日立製作所は、カーナビゲーションシステム用の地図を自動運転システムなどに使用する高精度地図(HDマップ)に変換する技術を開発する。専用の測量車両を使った高精度地図と比べて精度は劣るが、運転支援機能の内容によっては十分に活用できる精度を確保できるという。
日立製作所は、カーナビゲーションシステム用の地図を自動運転システムなどに使用する高精度地図(HDマップ)に変換する技術を開発する。
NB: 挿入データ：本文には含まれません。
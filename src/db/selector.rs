// Copyright 2025 Ojima Abraham
// SPDX-License-Identifier: Apache-2.0

//! Range planner: selectors, hash-range bounds, and resume cursors.

use base64::engine::general_purpose::URL_SAFE_NO_PAD;
use base64::Engine as _;

use crate::key::{decode_key, encode_key, key_hash, Key, KeyLimit, KeyPart};

use super::error::KvError;

/// Describes which range of keys a list operation traverses.
///
/// Exactly one of four shapes; malformed combinations (a lone start, both
/// bounds alongside a prefix) cannot be expressed.
#[derive(Debug, Clone, PartialEq, Eq)]
pub enum Selector {
    /// All keys strictly under a prefix. The empty prefix selects the whole
    /// keyspace.
    Prefix(Key),
    /// Keys under `prefix` starting at `start` (inclusive); `start` must be
    /// a strict extension of `prefix`.
    PrefixStart { prefix: Key, start: Key },
    /// Keys under `prefix` up to `end` (exclusive); `end` must be a strict
    /// extension of `prefix`.
    PrefixEnd { prefix: Key, end: Key },
    /// Keys in `[start, end)`.
    Range { start: Key, end: Key },
}

/// Hex bounds of a planned scan.
#[derive(Debug, Clone, PartialEq, Eq)]
pub(crate) struct ScanBounds {
    pub start_hash: String,
    pub end_hash: String,
    pub prefix_hash: String,
}

fn hash_of(key: &Key) -> Result<String, KvError> {
    Ok(key_hash(&encode_key(key, KeyLimit::Read)?))
}

/// Computes scan bounds for a selector, folding in an optional resume
/// cursor for the given direction.
pub(crate) fn plan(
    selector: &Selector,
    reverse: bool,
    cursor: Option<&str>,
) -> Result<ScanBounds, KvError> {
    let mut bounds = match selector {
        Selector::Prefix(prefix) if prefix.is_empty() => ScanBounds {
            start_hash: String::new(),
            end_hash: "ffff".to_string(),
            prefix_hash: String::new(),
        },
        Selector::Prefix(prefix) => {
            let prefix_hash = hash_of(prefix)?;
            ScanBounds {
                start_hash: prefix_hash.clone(),
                end_hash: format!("{prefix_hash}ff"),
                prefix_hash,
            }
        }
        Selector::PrefixStart { prefix, start } => {
            if !prefix.is_strict_prefix_of(start) {
                return Err(KvError::PrefixBoundsViolation);
            }
            let prefix_hash = hash_of(prefix)?;
            ScanBounds {
                start_hash: hash_of(start)?,
                end_hash: format!("{prefix_hash}ff"),
                prefix_hash,
            }
        }
        Selector::PrefixEnd { prefix, end } => {
            if !prefix.is_strict_prefix_of(end) {
                return Err(KvError::PrefixBoundsViolation);
            }
            let prefix_hash = hash_of(prefix)?;
            ScanBounds {
                start_hash: prefix_hash.clone(),
                end_hash: hash_of(end)?,
                prefix_hash,
            }
        }
        Selector::Range { start, end } => {
            let start_hash = hash_of(start)?;
            let end_hash = hash_of(end)?;
            if start_hash > end_hash {
                return Err(KvError::StartAfterEnd);
            }
            ScanBounds {
                start_hash,
                end_hash,
                prefix_hash: String::new(),
            }
        }
    };

    if let Some(cursor) = cursor {
        let part = decode_cursor(cursor)?;
        let resumed = resume_key(selector, part);
        let hash = hash_of(&resumed)?;
        if reverse {
            // Resume strictly before the cursor key.
            bounds.end_hash = hash;
        } else {
            // "\0" sorts immediately after the hash itself: strictly after.
            bounds.start_hash = format!("{hash}\0");
        }
    }

    Ok(bounds)
}

/// Rebuilds the key a cursor points at: the selector's base plus the
/// cursor's last part.
fn resume_key(selector: &Selector, part: KeyPart) -> Key {
    match selector {
        Selector::Prefix(prefix)
        | Selector::PrefixStart { prefix, .. }
        | Selector::PrefixEnd { prefix, .. } => prefix.with_part(part),
        Selector::Range { start, .. } => {
            let base: Vec<KeyPart> = start.parts()[..start.len().saturating_sub(1)].to_vec();
            Key::new(base).with_part(part)
        }
    }
}

/// Renders a cursor for the last-yielded key's last part.
pub(crate) fn encode_cursor(part: &KeyPart) -> Result<String, KvError> {
    let encoded = encode_key(&Key::from(part.clone()), KeyLimit::Read)?;
    Ok(URL_SAFE_NO_PAD.encode(encoded))
}

/// Decodes a cursor back into the single key part it carries.
pub(crate) fn decode_cursor(cursor: &str) -> Result<KeyPart, KvError> {
    let bytes = URL_SAFE_NO_PAD
        .decode(cursor)
        .map_err(|_| KvError::InvalidCursor)?;
    let key = decode_key(&bytes).map_err(|_| KvError::InvalidCursor)?;
    match key.parts() {
        [part] => Ok(part.clone()),
        _ => Err(KvError::InvalidCursor),
    }
}
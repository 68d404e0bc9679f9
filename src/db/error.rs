// Copyright 2025 Ojima Abraham
// SPDX-License-Identifier: Apache-2.0

//! Public engine error type.

use crate::key::KeyError;
use crate::store::StoreError;
use crate::value::CodecError;
use crate::version::InvalidVersionstamp;

use super::atomic::{
    MAX_CHECKS, MAX_MUTATIONS, MAX_TOTAL_KEY_SIZE, MAX_TOTAL_MUTATION_SIZE,
};
use super::MAX_GET_MANY_KEYS;
use super::MAX_LIST_BATCH_SIZE;

/// Errors raised by the engine.
///
/// A failed optimistic check is not an error; it is
/// [`CommitResult::Conflict`](super::CommitResult::Conflict).
#[derive(Debug, thiserror::Error)]
pub enum KvError {
    #[error("database closed")]
    DatabaseClosed,

    #[error("key must have at least one part")]
    EmptyKey,

    #[error(transparent)]
    Key(#[from] KeyError),

    #[error(transparent)]
    Versionstamp(#[from] InvalidVersionstamp),

    #[error("expiry must be a positive number of milliseconds")]
    InvalidExpiry,

    #[error("start key is outside the prefix keyspace")]
    PrefixBoundsViolation,

    #[error("start key sorts after end key")]
    StartAfterEnd,

    #[error("invalid cursor")]
    InvalidCursor,

    #[error("too many keys ({count} > {MAX_GET_MANY_KEYS})")]
    TooManyRanges { count: usize },

    #[error("batch size too large ({batch_size} > {MAX_LIST_BATCH_SIZE})")]
    TooManyEntries { batch_size: usize },

    #[error("too many checks ({count} > {MAX_CHECKS})")]
    TooManyChecks { count: usize },

    #[error("too many mutations ({count} > {MAX_MUTATIONS})")]
    TooManyMutations { count: usize },

    #[error("total key size too large ({size} > {MAX_TOTAL_KEY_SIZE})")]
    TotalKeySizeExceeded { size: usize },

    #[error("total mutation size too large ({size} > {MAX_TOTAL_MUTATION_SIZE})")]
    TotalMutationSizeExceeded { size: usize },

    #[error("serialized value too large ({size} bytes)")]
    ValueTooLarge { size: usize },

    #[error("failed to perform '{op}' mutation on a non-U64 value in the database")]
    NotACounter { op: &'static str },

    #[error("value codec: {0}")]
    Serialization(CodecError),

    #[error(transparent)]
    Store(#[from] StoreError),
}

impl From<CodecError> for KvError {
    fn from(err: CodecError) -> Self {
        match err {
            CodecError::ValueTooLarge { size } => KvError::ValueTooLarge { size },
            other => KvError::Serialization(other),
        }
    }
}
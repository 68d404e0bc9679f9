// Copyright 2025 Ojima Abraham
// SPDX-License-Identifier: Apache-2.0

//! Monotone versionstamp clock.

use std::time::{SystemTime, UNIX_EPOCH};

use parking_lot::Mutex;

use super::stamp::Versionstamp;

/// Produces strictly increasing versionstamps.
///
/// Each tick takes the wall clock in microseconds and falls back to
/// `last + 1` when the clock has not advanced, so bursts faster than the
/// clock resolution still receive distinct, ordered stamps. Large backward
/// clock jumps across process restarts are not defended against.
pub struct VersionstampClock {
    last: Mutex<u128>,
}

impl VersionstampClock {
    /// Creates a clock whose first stamp is at least the current time.
    pub fn new() -> Self {
        Self {
            last: Mutex::new(0),
        }
    }

    fn wall_clock_micros() -> u128 {
        SystemTime::now()
            .duration_since(UNIX_EPOCH)
            .map(|d| d.as_micros())
            .unwrap_or(0)
    }

    /// Returns the next versionstamp, strictly greater than all previous.
    pub fn next(&self) -> Versionstamp {
        let now = Self::wall_clock_micros();
        let mut last = self.last.lock();
        *last = if *last < now { now } else { *last + 1 };
        Versionstamp::from_bits(*last)
    }
}

impl Default for VersionstampClock {
    fn default() -> Self {
        Self::new()
    }
}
専用の測量車両を使った高精度地図と比べて精度は劣るが、運転支援機能の内容によっては十分に活用できる精度を確保できるという。また、カーナビ用地図を基にすることで、一般道向けにも車両制御用の地図を提供できる点が特徴だとしている。2021年度には、「何らかの形で商用に近いものを提供したい」(日立製作所の担当者)という計画だ。
高精度地図は、専用の測量車両を使用し、実際に道路を走行してデータを収集して製作する。一度完成した高精度地図の更新方法についてはさまざまな方法が検討されており、運転支援システム用のカメラやミリ波レーダーといったセンサーのデータから道路の変化を把握する提案や、測量車両の装備を簡易化したシステムをバスやトラックなどに搭載するというアイデアもある。
日立製作所は、頻繁に更新されるカーナビ用地図を活用することで、低コストに高頻度で高精度地図を更新できるようにする。日本ではゼンリン、海外ではHEREなどの地図データ会社と協力し、国内外のカーナビ用地図を高精度地図に変換する。また、更新した高精度地図をコネクテッドカー向けに配信する仕組みは、マイクロソフトの「Microsoft Connected Vehicle Platform(MCVP、マイクロソフトコネクテッドビークルプラットフォーム)」を活用して整備する。
日立製作所が開発する変換技術によって生成する高精度地図は、従来の測量方法による高精度地図と比べてレーンの中心線、車線の幅などの寸法に数m単位の誤差がある。しかし、「必ずしも高い精度でなくても運転支援システムに使えるという声がある」(日立製作所の担当者)とし、開発を進めている。
カーナビ用地図を高精度地図に変換するときにカギになるのは、地図データには含まれているが、カーナビユーザーには見せていない属性情報だという。道路の幅や車線数、車線の種類、一時停止線といった属性情報を組み合わせて高精度地図を自動生成する。将来的には、車両に搭載したカメラなどのセンサーのデータで補正し、高精度地図としての精度や鮮度を向上させることも視野に入れている。このコンセプトは「オートモーティブワールド2020」(2020年1月15〜17日、東京ビッグサイト)において披露した。